暮らしの手帳「戦争中の暮らしの記録」には、戦時体制の権力から犬を守った人の話がある。「昭和19年の秋」の東京では、「動物、ことに犬はなるたけ供出するようにという回覧板がまわった」り、

「飼い主において行かれた犬があちこちにつながれ、主人といっしょに帰る私の犬を、うらやむように、うらめしそうにみおくっていた」

という。やがて疎開することになったこの人も大きな困難に直面する。
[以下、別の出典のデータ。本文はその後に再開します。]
//! Site configuration loaded from environment variables.
//!
//! # Environment Variables
//!
//! ## Required
//! - `SITE_DATABASE_URL` - `PostgreSQL` connection string (falls back to `DATABASE_URL`)
//! - `SITE_BASE_URL` - Public URL for the site
//! - `SUPABASE_URL` - Base URL of the authentication service
//! - `SUPABASE_ANON_KEY` - Authentication service API key (high entropy)
//!
//! ## Optional
//! - `SITE_HOST` - Bind address (default: 127.0.0.1)
//! - `SITE_PORT` - Listen port (default: 3000)
//! - `SITE_RUN_MIGRATIONS` - Run embedded migrations at startup (default: true)
//! - `DOG_API_BASE_URL` - Random dog image API (default: <https://dog.ceo/api>)
//! - `SENTRY_DSN` - Sentry error tracking DSN
//! - `SENTRY_ENVIRONMENT` - Sentry environment name
//! - `SENTRY_SAMPLE_RATE` - Error sample rate (default: 1.0)
//! - `SENTRY_TRACES_SAMPLE_RATE` - Transaction sample rate (default: 0.0)

use std::collections::HashMap;
use std::net::{IpAddr, SocketAddr};

use secrecy::SecretString;
use thiserror::Error;
use url::Url;

const MIN_ENTROPY_BITS_PER_CHAR: f64 = 3.3;

/// Default random dog image API.
pub const DEFAULT_DOG_API_BASE_URL: &str = "https://dog.ceo/api";

/// Blocklist of common placeholder patterns (case-insensitive)
const PLACEHOLDER_PATTERNS: &[&str] = &[
    "your-",
    "changeme",
    "replace",
    "placeholder",
    "example",
    "xxx",
    "todo",
    "fixme",
    "insert",
    "enter-",
    "put-your",
    "add-your",
];

/// Configuration errors that can occur during loading.
#[derive(Debug, Error)]
pub enum ConfigError {
    #[error("Missing environment variable: {0}")]
    MissingEnvVar(String),
    #[error("Invalid environment variable {0}: {1}")]
    InvalidEnvVar(String, String),
    #[error("Insecure secret in {0}: {1}")]
    InsecureSecret(String, String),
}

/// Site application configuration.
#[derive(Debug, Clone)]
pub struct SiteConfig {
    /// `PostgreSQL` database connection URL (contains password)
    pub database_url: SecretString,
    /// IP address to bind the server to
    pub host: IpAddr,
    /// Port to listen on
    pub port: u16,
    /// Public base URL for the site
    pub base_url: Url,
    /// Run embedded migrations before serving
    pub run_migrations: bool,
    /// Random dog image API configuration
    pub dog_api: DogApiConfig,
    /// Authentication service configuration
    pub auth: AuthServiceConfig,
    /// Sentry DSN for error tracking
    pub sentry_dsn: Option<String>,
    /// Sentry environment name (e.g. "production")
    pub sentry_environment: Option<String>,
    /// Fraction of errors sent to Sentry
    pub sentry_sample_rate: f32,
    /// Fraction of transactions sent to Sentry
    pub sentry_traces_sample_rate: f32,
}

/// Random dog image API configuration.
#[derive(Debug, Clone)]
pub struct DogApiConfig {
    /// API base URL, without a trailing slash
    pub base_url: Url,
}

/// Authentication service configuration.
///
/// Implements `Debug` manually to redact secret fields.
#[derive(Clone)]
pub struct AuthServiceConfig {
    /// Service base URL (e.g. <https://abc.supabase.co>)
    pub url: Url,
    /// Public API key sent with every request
    pub anon_key: SecretString,
}

impl std::fmt::Debug for AuthServiceConfig {
    fn fmt(&self, f: &mut std::fmt::Formatter<'_>) -> std::fmt::Result {
        f.debug_struct("AuthServiceConfig")
            .field("url", &self.url.as_str())
            .field("anon_key", &"[REDACTED]")
            .finish()
    }
}

impl SiteConfig {
    /// Load configuration from environment variables.
    ///
    /// Calls `dotenvy::dotenv()` to load from `.env` file if present.
    ///
    /// # Errors
    ///
    /// Returns `ConfigError` if required variables are missing, invalid, or
    /// if secrets fail validation (placeholder detection, entropy check).
    pub fn from_env() -> Result<Self, ConfigError> {
        // Load .env file if present (ignore errors if not found)
        let _ = dotenvy::dotenv();

        let database_url = get_database_url("SITE_DATABASE_URL")?;
        let host = get_env_or_default("SITE_HOST", "127.0.0.1")
            .parse::<IpAddr>()
            .map_err(|e| ConfigError::InvalidEnvVar("SITE_HOST".to_string(), e.to_string()))?;
        let port = get_env_or_default("SITE_PORT", "3000")
            .parse::<u16>()
            .map_err(|e| ConfigError::InvalidEnvVar("SITE_PORT".to_string(), e.to_string()))?;
        let base_url = parse_url("SITE_BASE_URL", &get_required_env("SITE_BASE_URL")?)?;
        let run_migrations = parse_bool(
            "SITE_RUN_MIGRATIONS",
            &get_env_or_default("SITE_RUN_MIGRATIONS", "true"),
        )?;

        let dog_api = DogApiConfig::from_env()?;
        let auth = AuthServiceConfig::from_env()?;

        Ok(Self {
            database_url,
            host,
            port,
            base_url,
            run_migrations,
            dog_api,
            auth,
            sentry_dsn: get_optional_env("SENTRY_DSN"),
            sentry_environment: get_optional_env("SENTRY_ENVIRONMENT"),
            sentry_sample_rate: parse_rate("SENTRY_SAMPLE_RATE", 1.0)?,
            sentry_traces_sample_rate: parse_rate("SENTRY_TRACES_SAMPLE_RATE", 0.0)?,
        })
    }

    /// Returns the socket address for binding the server.
    #[must_use]
    pub const fn socket_addr(&self) -> SocketAddr {
        SocketAddr::new(self.host, self.port)
    }

    /// Whether the site is served over HTTPS (controls secure cookies).
    #[must_use]
    pub fn is_secure(&self) -> bool {
        self.base_url.scheme() == "https"
    }
}

impl DogApiConfig {
    fn from_env() -> Result<Self, ConfigError> {
        let raw = get_env_or_default("DOG_API_BASE_URL", DEFAULT_DOG_API_BASE_URL);
        Ok(Self {
            base_url: parse_base_url("DOG_API_BASE_URL", raw.trim_end_matches('/'))?,
        })
    }
}

impl AuthServiceConfig {
    fn from_env() -> Result<Self, ConfigError> {
        let raw = get_required_env("SUPABASE_URL")?;
        Ok(Self {
            url: parse_base_url("SUPABASE_URL", raw.trim_end_matches('/'))?,
            anon_key: get_validated_secret("SUPABASE_ANON_KEY")?,
        })
    }
}

// =============================================================================
// Helper Functions
// =============================================================================

/// Get a required environment variable.
fn get_required_env(key: &str) -> Result<String, ConfigError> {
    std::env::var(key).map_err(|_| ConfigError::MissingEnvVar(key.to_string()))
}

/// Get database URL with fallback to generic `DATABASE_URL`.
fn get_database_url(primary_key: &str) -> Result<SecretString, ConfigError> {
    if let Ok(value) = std::env::var(primary_key) {
        return Ok(SecretString::from(value));
    }
    if let Ok(value) = std::env::var("DATABASE_URL") {
        return Ok(SecretString::from(value));
    }
    Err(ConfigError::MissingEnvVar(primary_key.to_string()))
}

/// Get an optional environment variable.
fn get_optional_env(key: &str) -> Option<String> {
    std::env::var(key).ok()
}

/// Get an environment variable with a default value.
fn get_env_or_default(key: &str, default: &str) -> String {
    std::env::var(key).unwrap_or_else(|_| default.to_string())
}

/// Parse an absolute URL.
fn parse_url(key: &str, value: &str) -> Result<Url, ConfigError> {
    Url::parse(value).map_err(|e| ConfigError::InvalidEnvVar(key.to_string(), e.to_string()))
}

/// Parse a URL that endpoint paths are appended to.
fn parse_base_url(key: &str, value: &str) -> Result<Url, ConfigError> {
    let url = parse_url(key, value)?;
    if url.cannot_be_a_base() {
        return Err(ConfigError::InvalidEnvVar(
            key.to_string(),
            format!("'{value}' cannot be used as a base URL"),
        ));
    }
    Ok(url)
}

/// Parse a boolean flag (`true`/`false`/`1`/`0`).
fn parse_bool(key: &str, value: &str) -> Result<bool, ConfigError> {
    match value.trim().to_ascii_lowercase().as_str() {
        "true" | "1" | "yes" => Ok(true),
        "false" | "0" | "no" => Ok(false),
        other => Err(ConfigError::InvalidEnvVar(
            key.to_string(),
            format!("expected a boolean, got '{other}'"),
        )),
    }
}

/// Parse an optional sample rate in `0.0..=1.0`.
fn parse_rate(key: &str, default: f32) -> Result<f32, ConfigError> {
    let Some(raw) = get_optional_env(key) else {
        return Ok(default);
    };
    let rate = raw
        .parse::<f32>()
        .map_err(|e| ConfigError::InvalidEnvVar(key.to_string(), e.to_string()))?;
    if !(0.0..=1.0).contains(&rate) {
        return Err(ConfigError::InvalidEnvVar(
            key.to_string(),
            format!("must be between 0.0 and 1.0 (got {rate})"),
        ));
    }
    Ok(rate)
}

/// Calculate Shannon entropy in bits per character.
fn shannon_entropy(s: &str) -> f64 {
    if s.is_empty() {
        return 0.0;
    }

    let mut freq: HashMap<char, usize> = HashMap::new();
    for c in s.chars() {
        *freq.entry(c).or_insert(0) += 1;
    }

    #[allow(clippy::cast_precision_loss)] // String length will never exceed f64 precision
    let len = s.len() as f64;
    freq.values()
        .map(|&count| {
            #[allow(clippy::cast_precision_loss)] // Character count will never exceed f64 precision
            let p = count as f64 / len;
            -p * p.log2()
        })
        .sum()
}

/// Validate that a secret is not a placeholder and has sufficient entropy.
fn validate_secret_strength(secret: &str, var_name: &str) -> Result<(), ConfigError> {
    let lower = secret.to_lowercase();

    for pattern in PLACEHOLDER_PATTERNS {
        if lower.contains(pattern) {
            return Err(ConfigError::InsecureSecret(
                var_name.to_string(),
                format!("appears to be a placeholder (contains '{pattern}')"),
            ));
        }
    }

    let entropy = shannon_entropy(secret);
    if entropy < MIN_ENTROPY_BITS_PER_CHAR {
        return Err(ConfigError::InsecureSecret(
            var_name.to_string(),
            format!(
                "entropy too low ({entropy:.2} bits/char, need >= {MIN_ENTROPY_BITS_PER_CHAR:.1}). Use the key issued by the auth service."
            ),
        ));
    }

    Ok(())
}

/// Load and validate a secret from environment.
fn get_validated_secret(key: &str) -> Result<SecretString, ConfigError> {
    let value = get_required_env(key)?;
    validate_secret_strength(&value, key)?;
    Ok(SecretString::from(value))
}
犬を「都内に入れても、都内から連れだしてもいけない、という条例が出ていたからだ。」そして、自分の犬を大きなリュックに詰めて列車の連結器の上でトイレにも行けず、おもらしもしながら、誰かの密告によってやって来た車掌の目をかすめ東北の町についたが、そこでも「殺して毛皮を飛行帽つける」ために犬狩りがあり、

「飼い主の目の前で射ち殺し」たり、「用事から帰った来た奥さんが、自分の家の犬が四つ足をしばられ、鉄砲の先に血だらけになってぶらさげられてくるのに出会い」

というようなことになった。この危機を、犬に睡眠薬を飲ませて蔵に隠すことで何とか切り抜けたという波乱万丈のエピソードがのっている。

戦争の時にそんなひどいことをするのは、ドイツや日本のファシストだけだ、と思ったら大間違い。犬とともに生き、犬を大切にするイギリスでも、空襲時の対策として犬を供出させて殺していた。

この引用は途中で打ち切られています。